Starting point is 00:22:00 And it rose by 50%. It had double digit lead over the second on the list, which was 32%, which was data science. So that's, I mean, that's huge. That tells you everything that this is a field that is the fastest growing field again in tech. And that shows in the salaries. So when you look at the salaries on Indeed right now,
Starting point is 00:22:24 average data engineer salary is 119K. That's higher than data scientists, higher than a food stack developer, higher than a software engineer. And I want to say that in some sense, we are very privileged to be data engineers, right? We have very comfortable jobs. We do have salaries like that. One of the other stats that Indeed posts is unlimited time off for data engineering, which I don't even know what that means, but I kind of do, right? Like we can, we're very flexible. We work very flexible hours. We have great 401ks. We have great healthcare, and some of those are just not available to a lot of us Americans these days. And a lot of, I want to kind of take that conversation to the folks in,
Starting point is 00:23:12 to that sense that for the folks that are trying to get into this market, right? And what path they would choose, what do they need to learn to be a data engineer and it is true there's a lot of different paths that you you would take and even if you're in software engineering and you want to level up to be a data engineer especially nowadays be a cloud data engineer I think that that's very key what do you what do you have to do I do feel like from my experience, there are some things that I can say that would work. Yes, there might not be a general path. And if you look at a lot of colleges out there, they're just beginning to have like a master of data engineering program.

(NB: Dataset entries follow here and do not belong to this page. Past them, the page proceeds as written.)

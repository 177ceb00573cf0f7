//! Recorder configuration and the process-wide recorder instance.

use std::future::Future;
use std::path::PathBuf;
use std::sync::Arc;

use carelog_application::{AuditService, AuditSink};
use carelog_core::{AppError, AppResult};
use carelog_domain::AuditContext;
use tokio::sync::OnceCell;
use tracing::info;

use crate::{FileAuditSink, OverflowPolicy, QueuedAuditSink};

/// Destination used when `AUDIT_LOG_PATH` is unset.
pub const DEFAULT_AUDIT_LOG_PATH: &str = "./data/logs/audit.log";

/// Queue size used when `AUDIT_QUEUE_CAPACITY` is unset.
pub const DEFAULT_AUDIT_QUEUE_CAPACITY: usize = 1024;

static GLOBAL_AUDIT_RECORDER: RecorderSlot = RecorderSlot::new();

/// How recorded lines reach the file.
#[derive(Debug, Clone, Copy, Default, PartialEq, Eq)]
pub enum AuditDispatch {
    /// Append inside the `record` call.
    #[default]
    Sync,
    /// Hand off to a dedicated writer task through a bounded queue.
    Queued {
        /// Maximum number of pending lines.
        capacity: usize,
        /// Behaviour when the queue is full.
        overflow: OverflowPolicy,
    },
}

/// Everything needed to build an audit recorder, read once at startup.
#[derive(Debug, Clone, PartialEq, Eq)]
pub struct AuditRecorderSettings {
    /// Audit log file.
    pub destination: PathBuf,
    /// Ambient context stamped on every entry.
    pub context: AuditContext,
    /// Echo a one-line summary of each entry to stdout.
    pub echo_to_stdout: bool,
    /// Write path.
    pub dispatch: AuditDispatch,
}

impl Default for AuditRecorderSettings {
    fn default() -> Self {
        Self {
            destination: PathBuf::from(DEFAULT_AUDIT_LOG_PATH),
            context: AuditContext::default(),
            echo_to_stdout: true,
            dispatch: AuditDispatch::Sync,
        }
    }
}

impl AuditRecorderSettings {
    /// Reads settings from process environment variables.
    pub fn from_env() -> AppResult<Self> {
        Self::from_lookup(|name| std::env::var(name).ok())
    }

    /// Reads settings through an arbitrary variable lookup.
    pub fn from_lookup(read_var: impl Fn(&str) -> Option<String>) -> AppResult<Self> {
        let lookup = |name: &str| read_var(name).filter(|value| !value.trim().is_empty());

        let destination = lookup("AUDIT_LOG_PATH")
            .map(PathBuf::from)
            .unwrap_or_else(|| PathBuf::from(DEFAULT_AUDIT_LOG_PATH));

        let deployment_mode = lookup("APP_ENV")
            .or_else(|| lookup("ENVIRONMENT"))
            .unwrap_or_else(|| "development".to_owned());
        let echo_to_stdout = !deployment_mode.trim().eq_ignore_ascii_case("production");

        let dispatch = match lookup("AUDIT_DISPATCH")
            .unwrap_or_else(|| "sync".to_owned())
            .trim()
            .to_ascii_lowercase()
            .as_str()
        {
            "sync" => AuditDispatch::Sync,
            "queued" => {
                let capacity = lookup("AUDIT_QUEUE_CAPACITY")
                    .map(|value| {
                        value.trim().parse::<usize>().map_err(|error| {
                            AppError::Configuration(format!(
                                "invalid AUDIT_QUEUE_CAPACITY '{value}': {error}"
                            ))
                        })
                    })
                    .transpose()?
                    .unwrap_or(DEFAULT_AUDIT_QUEUE_CAPACITY);
                let overflow = lookup("AUDIT_OVERFLOW_POLICY")
                    .map(|value| value.parse::<OverflowPolicy>())
                    .transpose()?
                    .unwrap_or_default();

                AuditDispatch::Queued { capacity, overflow }
            }
            other => {
                return Err(AppError::Configuration(format!(
                    "AUDIT_DISPATCH must be either 'sync' or 'queued', got '{other}'"
                )));
            }
        };

        Ok(Self {
            destination,
            context: AuditContext {
                session_id: lookup("SESSION_ID"),
                client_address: lookup("CLIENT_IP"),
            },
            echo_to_stdout,
            dispatch,
        })
    }
}

/// Opens the configured destination and returns a recorder bound to it.
///
/// With queued dispatch, call [`AuditService::shutdown`] before the runtime
/// stops so the writer task can drain.
pub async fn configure_audit_recorder(
    settings: &AuditRecorderSettings,
) -> AppResult<AuditService> {
    let file_sink = FileAuditSink::open(&settings.destination).await?;

    let sink: Arc<dyn AuditSink> = match settings.dispatch {
        AuditDispatch::Sync => file_sink,
        AuditDispatch::Queued { capacity, overflow } => {
            Arc::new(QueuedAuditSink::spawn(file_sink, capacity, overflow)?)
        }
    };

    info!(
        destination = %sink.destination(),
        echo = settings.echo_to_stdout,
        "audit recorder configured"
    );

    Ok(AuditService::new(
        sink,
        settings.context.clone(),
        settings.echo_to_stdout,
    ))
}

/// Returns the process-wide recorder, configuring it from the environment
/// on first use.
pub async fn global_audit_recorder() -> AppResult<AuditService> {
    GLOBAL_AUDIT_RECORDER
        .get_or_configure(|| async {
            let settings = AuditRecorderSettings::from_env()?;
            configure_audit_recorder(&settings).await
        })
        .await
}

/// Configures the process-wide recorder with explicit settings.
///
/// If the recorder already exists the existing instance is returned and
/// `settings` is ignored.
pub async fn install_global_audit_recorder(
    settings: AuditRecorderSettings,
) -> AppResult<AuditService> {
    GLOBAL_AUDIT_RECORDER
        .get_or_configure(|| async move { configure_audit_recorder(&settings).await })
        .await
}

/// One-time slot holding a recorder. A failed initialization leaves the slot
/// empty so a later call can retry.
pub(crate) struct RecorderSlot {
    cell: OnceCell<AuditService>,
}

impl RecorderSlot {
    pub(crate) const fn new() -> Self {
        Self {
            cell: OnceCell::const_new(),
        }
    }

    pub(crate) async fn get_or_configure<F, Fut>(&self, configure: F) -> AppResult<AuditService>
    where
        F: FnOnce() -> Fut,
        Fut: Future<Output = AppResult<AuditService>>,
    {
        self.cell.get_or_try_init(configure).await.cloned()
    }
}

Starting point is 00:23:57 There's some boot camps now that do like a specific data engineering career. But here's what I think would work really as the path. I cannot emphasize enough the importance of being a cloud data engineer these days anymore. And if you want to, if you're on this self-learning path, start by actually looking at one of the cloud certifications. All the major cloud vendors, AWS, Azure, GCP have now a data engineering certification. On their website, they actually list a lot of good free resources that you can go to learn the skills to be that person. I would also say it's very important, something that gets missed, that as we're doing things and as we're doing projects you do those
Starting point is 00:24:46 on github now to get your github profile right it's like the most important thing out there and a lot of companies when they hire they go on github and that's how they vet the resources i do that myself because code doesn't lie right at the end the end of the day, you can look at someone's GitHub profile and see what they've done. The other thing I would say is to get your hands on a lot of real-world projects. So there are sites like Kaggle, Data Hub IO, where you can go get a lot of these real-world data sets, real-world projects, and then build those and build those on GitHub and be able to show that to employers later on. I would also say, I mean, there's tons of resources out there as far as learning where you, you know, DataCamp and Udemy, Coursera, all those courses that have
Starting point is 00:25:39 very budgeted, I would say, programs around that. But then there's also this other kind of learning path, which is your bootcamps. And they're now just becoming some bootcamps around data and specific around data engineering. And they can provide some things that the other programs can't, right? I think one, they provide this like declared intention that's by far the most effective.
Starting point is 00:26:04 When you say you want to be a data engineer and you go through these bootcamps, you sign yourself up for this like three, four month experience where you submerge yourself in data engineering, submerge yourself in learning. And there's just something magical that happens when people have that declared intention, right? They're like, okay, I'm going to do this. And second, I think the benefit they have is around that shared learning, right? When you're around other people, they're just at your own level.
Starting point is 00:26:32 And you can maybe replicate that a lot out there on your own too. There's, you know, Twitch is a great platform now. A lot of people like kind of learn together on Twitch. You know, somebody says, hey, on Wednesday night, I'm going to go learn this tool. And if you want to join, join me. We're all going to do it together.
Starting point is 00:26:48 And that's a really great resource. I highly recommend that. But I think lastly, some of these boot camps that have career services, that's something that you probably won't be able to get anywhere else. And that would be very important, especially if you're new to tech, to have somebody actually advocate for you. Somebody go and show you the ropes of where to get a job and how to get a job. That's going to be really important. That's short of my spiel on the path to data engineering. And again, I do want to really emphasize the importance of learning a lot of these skills on the cloud.
Starting point is 00:27:26 And I see that's where the industry going. I do have a very opinionated opinion on the sort of five tools that you have to learn as a data engineer. Because I know if you kind of go out there and kind of try to research your own, you would immediately become very confused with a lot of different opinions that people have in this stack that you have to learn. Because we all know as data engineers, we're also very opinionated. That's for sure.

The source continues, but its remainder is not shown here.